Ethan Sturm | Rules of the Game

Every dorky kid has those video games that define their childhood. For some, it's The Legend of Zelda. For others, Super Smash Bros. was their cup of tea.

Well, as an aspiring sports fanatic, my early teenage years were defined by EA Sports' MVP Baseball.

MVP Baseball was incredibly ahead of its time in terms of sports simulations. Maybe it was the hitter's eye that allowed you to pick up a pitch out of the pitcher's hand, or the realistic way you had to flick the control stick to go with an outside pitch or pull one on the inside corner. Perhaps it was the way you could use the c?stick to make diving stops in the field or carefully stretch your lead before breaking for second. Or it could have just been that while every other player in the game was real, Barry Bonds was replaced by a white guy named Jon Dowd.

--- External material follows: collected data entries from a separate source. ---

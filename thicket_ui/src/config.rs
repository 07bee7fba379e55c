// Copyright 2025 the Thicket Authors
// SPDX-License-Identifier: Apache-2.0 OR MIT

//! Context configuration.

use core::time::Duration;

/// Tunables of a [`UiContext`](crate::UiContext).
///
/// Read once at construction; the double-click window can be changed later
/// through [`UiContext::set_config`](crate::UiContext::set_config).
#[derive(Clone, Debug, PartialEq)]
pub struct UiConfig {
    /// Longest gap between two releases that still pairs into a double click.
    pub double_click_time: Duration,
    /// Furthest the second press may land from the first release, in pixels.
    pub double_click_distance: f64,
    /// Height of one item in a vertical menu.
    pub menu_item_height: i32,
    /// Width of one item in a horizontal menu bar.
    pub menu_bar_item_width: i32,
    /// Width of a spawned submenu.
    pub menu_width: i32,
    /// Extra space before an item flagged as separated.
    pub menu_separator_height: i32,
    /// How often open menus re-validate their selection against the item tree.
    pub menu_refresh_interval: Duration,
    /// Editor preview: every control resolves as enabled and input is ignored.
    pub design_mode: bool,
}

impl Default for UiConfig {
    fn default() -> Self {
        Self {
            double_click_time: Duration::from_millis(500),
            double_click_distance: 4.0,
            menu_item_height: 20,
            menu_bar_item_width: 64,
            menu_width: 160,
            menu_separator_height: 6,
            menu_refresh_interval: Duration::from_millis(250),
            design_mode: false,
        }
    }
}
// Copyright 2025 the Thicket Authors
// SPDX-License-Identifier: Apache-2.0 OR MIT

//! Thicket Anchor: integer control geometry and anchor-based resize resolution.
//!
//! A control's rectangle is stored relative to its parent's client area. When the
//! parent's client area changes size, [`resolve`] computes the control's new
//! rectangle from its [`Anchors`], its [`Margins`] and its minimum [`Size`].
//!
//! - Anchored to one edge of an axis: the distance to that edge is held.
//! - Anchored to both edges: the control stretches with the parent.
//! - Anchored to neither: the control keeps its size and its position scales
//!   with the parent, so it floats proportionally instead of sticking to the origin.
//!
//! The resolver is a pure function. Keeping a reference rectangle per control and
//! always resolving from it (as `thicket_control_tree` does) makes resize round
//! trips exact even when proportional positions round.
//!
//! ```
//! use thicket_anchor::{Anchors, Bounds, Margins, Size, resolve};
//!
//! let ok_button = Bounds::new(140, 70, 50, 20);
//! let moved = resolve(
//!     Size::new(200, 100),
//!     Size::new(320, 140),
//!     Anchors::RIGHT | Anchors::BOTTOM,
//!     Margins::ZERO,
//!     ok_button,
//!     Size::ZERO,
//! );
//! assert_eq!(moved, Bounds::new(260, 110, 50, 20));
//! ```
//!
//! This crate is `no_std`.

#![no_std]

mod resolve;
mod types;

pub use resolve::resolve;
pub use types::{Anchors, Bounds, Margins, Size};
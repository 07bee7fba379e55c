// Copyright 2025 the Thicket Authors
// SPDX-License-Identifier: Apache-2.0 OR MIT

//! Damage summary types returned from [`crate::ControlTree::take_damage`].

use alloc::vec::Vec;
use kurbo::Rect;

use crate::types::ControlId;

/// Controls invalidated since the last draw pass.
#[derive(Clone, Debug, Default)]
pub struct Damage {
    /// Invalidated controls, in invalidation order.
    pub controls: Vec<ControlId>,
    /// Absolute rectangles of `controls` at the time the damage was taken.
    pub dirty_rects: Vec<Rect>,
}

impl Damage {
    /// Whether nothing needs repainting.
    pub fn is_empty(&self) -> bool {
        self.controls.is_empty()
    }

    /// Returns the union of all damage rects.
    pub fn union_rect(&self) -> Option<Rect> {
        let mut it = self.dirty_rects.iter().copied();
        let first = it.next()?;
        Some(it.fold(first, |acc, r| acc.union(r)))
    }
}
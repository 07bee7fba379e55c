// Copyright 2025 the Thicket Authors
// SPDX-License-Identifier: Apache-2.0 OR MIT

//! Handler chain walking for keyboard and game-pad input.
//!
//! Focused input is delivered to the focused control first and then to each
//! ancestor in turn, so dialog-level shortcuts see whatever the focused
//! control did not handle. [`run`] walks such a chain and stops at the first
//! handler returning [`Outcome::Stop`].

/// Whether propagation continues after a handler.
#[derive(Copy, Clone, Debug, PartialEq, Eq)]
pub enum Outcome {
    /// Pass the event on to the next handler.
    Continue,
    /// The event is handled; later handlers do not see it.
    Stop,
}

/// Walk `chain` in order, calling `handler` for each entry until one returns
/// [`Outcome::Stop`].
///
/// Returns the entry that stopped propagation, if any.
pub(crate) fn run<'a, K, E>(
    chain: &'a [K],
    event: &mut E,
    mut handler: impl FnMut(&K, &mut E) -> Outcome,
) -> Option<&'a K> {
    for entry in chain {
        match handler(entry, event) {
            Outcome::Continue => {}
            Outcome::Stop => return Some(entry),
        }
    }
    None
}
impl UiContext {
    /// Create a context with an empty tree.
    pub fn new(config: UiConfig) -> Self {
        let click = ClickState::with_thresholds(
            millis(config.double_click_time),
            config.double_click_distance,
        );
        Self {
            tree: ControlTree::new(),
            widgets: HashMap::new(),
            observers: HashMap::new(),
            config,
            clock: Duration::ZERO,
            focused: None,
            hovered: None,
            capture: None,
            pointer: Point::ZERO,
            click,
            modals: ModalStack::default(),
            menus: Menus::default(),
            requests: Vec::new(),
            draining: false,
            events: Vec::new(),
        }
    }

    /// Current configuration.
    pub fn config(&self) -> &UiConfig {
        &self.config
    }

    /// Replace the configuration.
    pub fn set_config(&mut self, config: UiConfig) {
        self.click.double_click_time = millis(config.double_click_time);
        self.click.double_click_distance = config.double_click_distance;
        self.config = config;
    }

    /// The control tree.
    pub fn tree(&self) -> &ControlTree {
        &self.tree
    }

    /// The control tree, for direct geometry and flag changes.
    ///
    /// Removing controls through the tree skips the context's bookkeeping;
    /// prefer [`UiContext::remove`].
    pub fn tree_mut(&mut self) -> &mut ControlTree {
        &mut self.tree
    }

    /// Total time fed to [`UiContext::update`].
    pub fn now(&self) -> Duration {
        self.clock
    }

    pub(crate) fn now_ms(&self) -> u64 {
        millis(self.clock)
    }

    /// The control holding keyboard focus.
    pub fn focused(&self) -> Option<ControlId> {
        self.focused
    }

    /// The control under the pointer.
    pub fn hovered(&self) -> Option<ControlId> {
        self.hovered
    }

    /// The control holding pointer capture, and the button that holds it.
    pub fn captured(&self) -> Option<(ControlId, InputButton)> {
        self.capture
    }

    /// Last known pointer position.
    pub fn pointer(&self) -> Point {
        self.pointer
    }

    /// Drain the notifications produced since the last call.
    pub fn take_events(&mut self) -> Vec<UiEvent> {
        core::mem::take(&mut self.events)
    }

    // --- controls and widgets ---

    /// Create a plain control under `parent` (into its client area) or as a root.
    pub fn add_control(&mut self, parent: Option<ControlId>, props: ControlProps) -> ControlId {
        let id = self.tree.insert(parent, props);
        self.flush_changes();
        id
    }

    /// Create a control driven by `widget` under `parent` (into its client
    /// area) or as a root.
    ///
    /// Capabilities are applied on creation: focusable kinds get
    /// `CAN_FOCUS`, containers get a client area.
    pub fn add_widget(
        &mut self,
        parent: Option<ControlId>,
        props: ControlProps,
        widget: impl Widget + 'static,
    ) -> ControlId {
        let id = self.create_widget(props, Box::new(widget));
        match parent {
            Some(parent) => {
                self.tree.attach(parent, id, true);
            }
            None => self.tree.add_root(id),
        }
        self.flush_changes();
        id
    }

    /// Create a detached control driven by `widget`.
    pub(crate) fn create_widget(&mut self, props: ControlProps, widget: Box<dyn Widget>) -> ControlId {
        let id = self.tree.create(props);
        self.set_widget(id, widget);
        id
    }

    /// Install or replace the widget of a control.
    pub fn set_widget(&mut self, id: ControlId, widget: Box<dyn Widget>) {
        if !self.tree.is_alive(id) {
            log::warn!("set_widget on stale control {id:?}");
            return;
        }
        let caps = widget.capabilities();
        if caps.contains(Capabilities::CAN_FOCUS) {
            self.tree.set_can_focus(id, true);
        }
        if caps.contains(Capabilities::CONTAINER) {
            self.tree.make_container(id, Margins::ZERO);
        }
        self.widgets.insert(id, widget);
        self.tree.invalidate(id);
    }

    /// The widget of a control.
    pub fn widget(&self, id: ControlId) -> Option<&dyn Widget> {
        self.widgets.get(&id).map(|w| &**w)
    }

    /// Kind name of a control: its widget's kind, or `"Control"`.
    pub fn kind_of(&self, id: ControlId) -> &'static str {
        self.widgets.get(&id).map_or("Control", |w| w.kind())
    }

    /// Capabilities of a control's widget.
    pub fn capabilities(&self, id: ControlId) -> Capabilities {
        self.widgets
            .get(&id)
            .map_or(Capabilities::empty(), |w| w.capabilities())
    }

    /// Apply the skin's geometry hints for the control's kind.
    ///
    /// Only existence is checked: a kind the skin does not know is left alone.
    pub fn apply_skin(&mut self, id: ControlId, skin: &dyn Skin) {
        let Some(hints) = skin.control(self.kind_of(id)) else {
            return;
        };
        if hints.min_size != Size::ZERO {
            self.tree.set_min_size(id, hints.min_size);
        }
        if self.tree.client_area_of(id).is_some() {
            self.tree.set_client_margins(id, hints.client_margins);
        }
        self.flush_changes();
    }

    /// Set the checked state of a checkable control, reporting the change.
    ///
    /// Widgets without [`Capabilities::CHECKABLE`] keep their state; plain
    /// controls accept it.
    pub fn set_checked(&mut self, id: ControlId, checked: bool) {
        if self
            .widgets
            .get(&id)
            .is_some_and(|w| !w.capabilities().contains(Capabilities::CHECKABLE))
        {
            log::debug!("{id:?} is not checkable; ignoring checked = {checked}");
            return;
        }
        if self
            .tree
            .flags(id)
            .is_some_and(|f| f.contains(ControlFlags::CHECKED) != checked)
        {
            self.tree.set_checked(id, checked);
            self.events.push(UiEvent::CheckedChanged {
                control: id,
                checked,
            });
        }
    }

    /// Remove a control and its subtree, with all routing state that referred
    /// to them.
    ///
    /// A removed modal container leaves the modal chain, a removed menu
    /// instance closes its level, and focus inside the removed subtree moves
    /// back to where the modal chain says it belongs.
    pub fn remove(&mut self, id: ControlId) {
        if !self.tree.is_alive(id) {
            return;
        }
        let removed = self.tree.remove(id);
        let mut restore = None;
        for r in &removed {
            self.widgets.remove(r);
            self.observers.remove(r);
            self.click.forget(r);
            if let Some((record, true)) = self.modals.unlink(*r) {
                restore = record.restore_focus;
            }
        }
        if self.hovered.is_some_and(|h| removed.contains(&h)) {
            self.hovered = None;
        }
        if self.capture.is_some_and(|(c, _)| removed.contains(&c)) {
            self.capture = None;
        }
        self.prune_menus();
        if self.focused.is_some_and(|f| removed.contains(&f)) {
            let target = self.restore_target(restore, id);
            self.change_focus(target);
        }
        self.drain_requests();
        self.flush_changes();
    }

    // --- observers ---

    /// Register a callback for property changes of a control.
    ///
    /// Changes are delivered synchronously, in order, at the end of each
    /// context call (or on [`UiContext::flush_changes`] after direct tree
    /// edits). Observers of a removed control are dropped with it.
    pub fn observe(&mut self, id: ControlId, observer: impl FnMut(&PropertyChange) + 'static) {
        self.observers
            .entry(id)
            .or_default()
            .push(Box::new(observer));
    }

    /// Deliver pending property changes to their observers.
    pub fn flush_changes(&mut self) {
        for change in self.tree.take_changes() {
            if let Some(list) = self.observers.get_mut(&change.control) {
                for observer in list.iter_mut() {
                    observer(&change);
                }
            }
        }
    }

    // --- widget hooks ---

    /// Run a widget hook. The widget is taken out of the map for the duration
    /// of the call, so the hook can read the tree while being borrowed mutably.
    pub(crate) fn with_widget<R>(
        &mut self,
        id: ControlId,
        f: impl FnOnce(&mut dyn Widget, &mut WidgetCx<'_>) -> R,
    ) -> Option<R> {
        let mut widget = self.widgets.remove(&id)?;
        let result = {
            let mut cx = WidgetCx {
                tree: &self.tree,
                id,
                focused: self.focused,
                modal: self.modals.top(),
                now: self.clock,
                requests: &mut self.requests,
            };
            f(widget.as_mut(), &mut cx)
        };
        self.widgets.insert(id, widget);
        Some(result)
    }

    /// Apply queued widget requests until none are left.
    pub(crate) fn drain_requests(&mut self) {
        if self.draining {
            return;
        }
        self.draining = true;
        while !self.requests.is_empty() {
            for request in core::mem::take(&mut self.requests) {
                self.apply_request(request);
            }
        }
        self.draining = false;
    }

    fn apply_request(&mut self, request: Request) {
        log::trace!("applying {request:?}");
        match request {
            Request::SetChecked(id, checked) => self.set_checked(id, checked),
            Request::CheckExclusive(id) => {
                if let Some(parent) = self.tree.parent_of(id) {
                    let siblings: Vec<ControlId> = self.tree.children_of(parent).to_vec();
                    for sibling in siblings {
                        if sibling != id && self.capabilities(sibling).contains(Capabilities::RADIO)
                        {
                            self.set_checked(sibling, false);
                        }
                    }
                }
                self.set_checked(id, true);
            }
            Request::CloseModal(container, result) => {
                self.pop_modal(container, result);
            }
            Request::CloseEnclosingModal(id, result) => {
                let mut current = Some(id);
                while let Some(c) = current {
                    if self.modals.contains(c) {
                        self.pop_modal(c, result);
                        return;
                    }
                    current = self.tree.parent_of(c);
                }
                log::debug!("{id:?} is not inside a modal; nothing to close");
            }
            Request::Focus(target) => {
                self.focus(target);
            }
            Request::Emit(event) => self.events.push(event),
        }
    }

    // --- frame ---

    /// Advance the frame.
    ///
    /// Walks the visible controls top-down calling [`Widget::update`], drives
    /// the menu refresh timers, and drops focus, hover or capture held by
    /// controls that stopped being interactive.
    pub fn update(&mut self, elapsed: Duration) {
        self.clock += elapsed;

        let mut order = Vec::new();
        for &root in self.tree.roots() {
            self.collect_visible(root, &mut order);
        }
        for id in order {
            self.with_widget(id, |w, cx| w.update(cx, elapsed));
        }

        self.update_menus(elapsed);

        if self.focused.is_some_and(|f| !self.tree.is_focusable(f)) {
            log::debug!("focused control is no longer focusable");
            self.change_focus(None);
        }
        if self.hovered.is_some_and(|h| !self.tree.is_interactive(h)) {
            self.set_hover(None);
        }
        if self.capture.is_some_and(|(c, _)| !self.tree.is_interactive(c)) {
            self.cancel_capture();
        }

        self.drain_requests();
        self.flush_changes();
    }

    fn collect_visible(&self, id: ControlId, out: &mut Vec<ControlId>) {
        if !self
            .tree
            .flags(id)
            .is_some_and(|f| f.contains(ControlFlags::VISIBLE))
        {
            return;
        }
        out.push(id);
        for &child in self.tree.children_of(id) {
            self.collect_visible(child, out);
        }
    }

    /// Draw every visible control, bottom to top, and consume the damage.
    ///
    /// Geometry is not touched: the returned [`Damage`] lists what was
    /// invalidated since the previous draw, and every item reports whether it
    /// is part of it.
    pub fn draw(&mut self, renderer: &mut dyn Renderer, skin: &dyn Skin) -> Damage {
        let damage = self.tree.take_damage();
        for &root in self.tree.roots() {
            self.draw_subtree(root, None, &damage, renderer, skin);
        }
        damage
    }

    fn draw_subtree(
        &self,
        id: ControlId,
        parent_clip: Option<Rect>,
        damage: &Damage,
        renderer: &mut dyn Renderer,
        skin: &dyn Skin,
    ) {
        let (Some(flags), Some(bounds)) = (self.tree.flags(id), self.tree.absolute_bounds(id))
        else {
            return;
        };
        if !flags.contains(ControlFlags::VISIBLE) {
            return;
        }
        let rect = bounds.to_rect();
        let clip = parent_clip.map_or(rect, |c| c.intersect(rect));

        if !self.tree.is_client_area(id) {
            let kind = self.kind_of(id);
            let item = DrawItem {
                control: id,
                kind,
                name: self.tree.name(id).unwrap_or_default(),
                rect,
                clip,
                state: self
                    .tree
                    .state(id, self.config.design_mode)
                    .unwrap_or(thicket_control_tree::ControlState::Disabled),
                checked: flags.contains(ControlFlags::CHECKED),
                layer: skin.control(kind).map(|s| s.layer),
                damaged: damage.controls.contains(&id),
            };
            match self.widgets.get(&id) {
                Some(widget) => widget.draw(&item, renderer),
                None => renderer.draw_control(&item),
            }
            self.draw_menu_items(id, clip, renderer);
        }

        for &child in self.tree.children_of(id) {
            self.draw_subtree(child, Some(clip), damage, renderer, skin);
        }
    }

    /// Tear the context down: remove every root and clear all routing state.
    pub fn shutdown(&mut self) {
        let roots = self.tree.roots().to_vec();
        for root in roots.into_iter().rev() {
            self.remove(root);
        }
        self.change_focus(None);
        self.tree = ControlTree::new();
        self.widgets.clear();
        self.observers.clear();
        self.hovered = None;
        self.capture = None;
        self.click.clear();
        self.modals.clear();
        self.menus.clear();
        self.requests.clear();
    }
}
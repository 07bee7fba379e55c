// Copyright 2025 the Thicket Authors
// SPDX-License-Identifier: Apache-2.0 OR MIT

//! Thicket Control Tree: the retained tree of interactive controls.
//!
//! This crate owns the composition graph of a widget toolkit and everything
//! that follows from it:
//! - structure: create, attach (optionally into a container's client area),
//!   detach, remove, and z-order,
//! - geometry: rectangles in parent client coordinates, cached absolute
//!   rectangles, and immediate anchored relayout when a parent resizes,
//! - hit testing: topmost interactive control under a point, honoring
//!   clipping, passive controls, and hidden or disabled subtrees,
//! - interaction flags and the [`ControlState`] derived from them,
//! - invalidation ([`Damage`]) and property-change notifications.
//!
//! It does not route input, draw, or own widget behavior. Those live one
//! level up, in `thicket_ui`, which mutates the tree only through the
//! operations here.
//!
//! ## Example
//!
//! ```rust
//! use kurbo::Point;
//! use thicket_anchor::{Bounds, Margins};
//! use thicket_control_tree::{ControlProps, ControlTree};
//!
//! let mut tree = ControlTree::new();
//! let window = tree.insert(
//!     None,
//!     ControlProps {
//!         bounds: Bounds::new(50, 50, 200, 120),
//!         ..ControlProps::default()
//!     },
//! );
//! tree.make_container(window, Margins::new(2, 20, 2, 2));
//! let ok = tree.insert(
//!     Some(window),
//!     ControlProps {
//!         bounds: Bounds::new(10, 10, 60, 24),
//!         ..ControlProps::default()
//!     },
//! );
//!
//! assert_eq!(tree.absolute_bounds(ok), Some(Bounds::new(62, 80, 60, 24)));
//! assert_eq!(tree.hit_test(Point::new(65.0, 85.0)), Some(ok));
//! assert_eq!(tree.root_of(ok), Some(window));
//! ```
//!
//! This crate is `no_std` and uses `alloc`.

#![no_std]

extern crate alloc;

mod damage;
mod state;
mod tree;
mod types;

pub use damage::Damage;
pub use state::ControlState;
pub use tree::ControlTree;
pub use types::{
    ControlFlags, ControlId, ControlProps, InputButton, PressedButtons, Property, PropertyChange,
};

Whatever it was, it had me hooked. I would go through entire seasons - all 162 games - in a couple of months. I'd get tossed for arguing a call even though it had no effect on the actual outcome of the game. I'd commentate on the Cy Young race, or play a game with my friends where we'd snake draft four teams each and then build a team out of the best players.

EA Sports is famous for its soundtracks, and thanks to the hours I put in to that game, I still have every word of every song encoded in my head, from The Bravery's "Honest Mistake" to Louis XIV's very odd "Finding Out True Love is Blind."

What's amazing is how well it's held up to the passage of time. Sophomore year, a friend of mine had a Nintendo GameCube on campus and we decided to give it a whirl. As I dominated him with my secret weapon - Zach Greinke's 50 mph curveball, which no one can hold off of when it drops out of the zone - I was amazed by the fact that I didn't feel like I was playing a game from six years earlier, a time before Twitter or Facebook.

Of course, the reason I had to be playing a game that is now more than seven years old is because Major League Baseball pulled the rug out from under EA Sports, signing an exclusivity deal with Take?Two Interactive, makers of the 2K Sports games. 2K was never able to live up to MVP Baseball - I never bought a single one - and baseball video games were relegated to a spot far behind Madden and FIFA.

But finally, after years and years of darkness, there may finally be a light at the end of the tunnel. The exclusivity agreement expires in 2012, opening the door for EA Sports to move back in on the baseball video game market. EA has only become more powerful since 2005, and you would have to imagine they have the resources to get back in the game.

The only question, it seems, is whether they'd want to. And, on that note, I will desperately plead that they do. The next generation of sports gamers deserves a chance to play an MVP game, and I wouldn't mind getting back into baseball gaming either. The nostalgia market would undoubtedly boost sales - I've been dropping MVP Baseball casually into conversations today, and the reactions have been incredibly positive - and, by adding baseball back in, EA Sports would complete its stranglehold on the sports video game market.

I'm currently a senior in college. In six months, I will be a college graduate. Please, EA Sports, give my childhood one last spark of life. Jon Dowd and I will both be eternally grateful.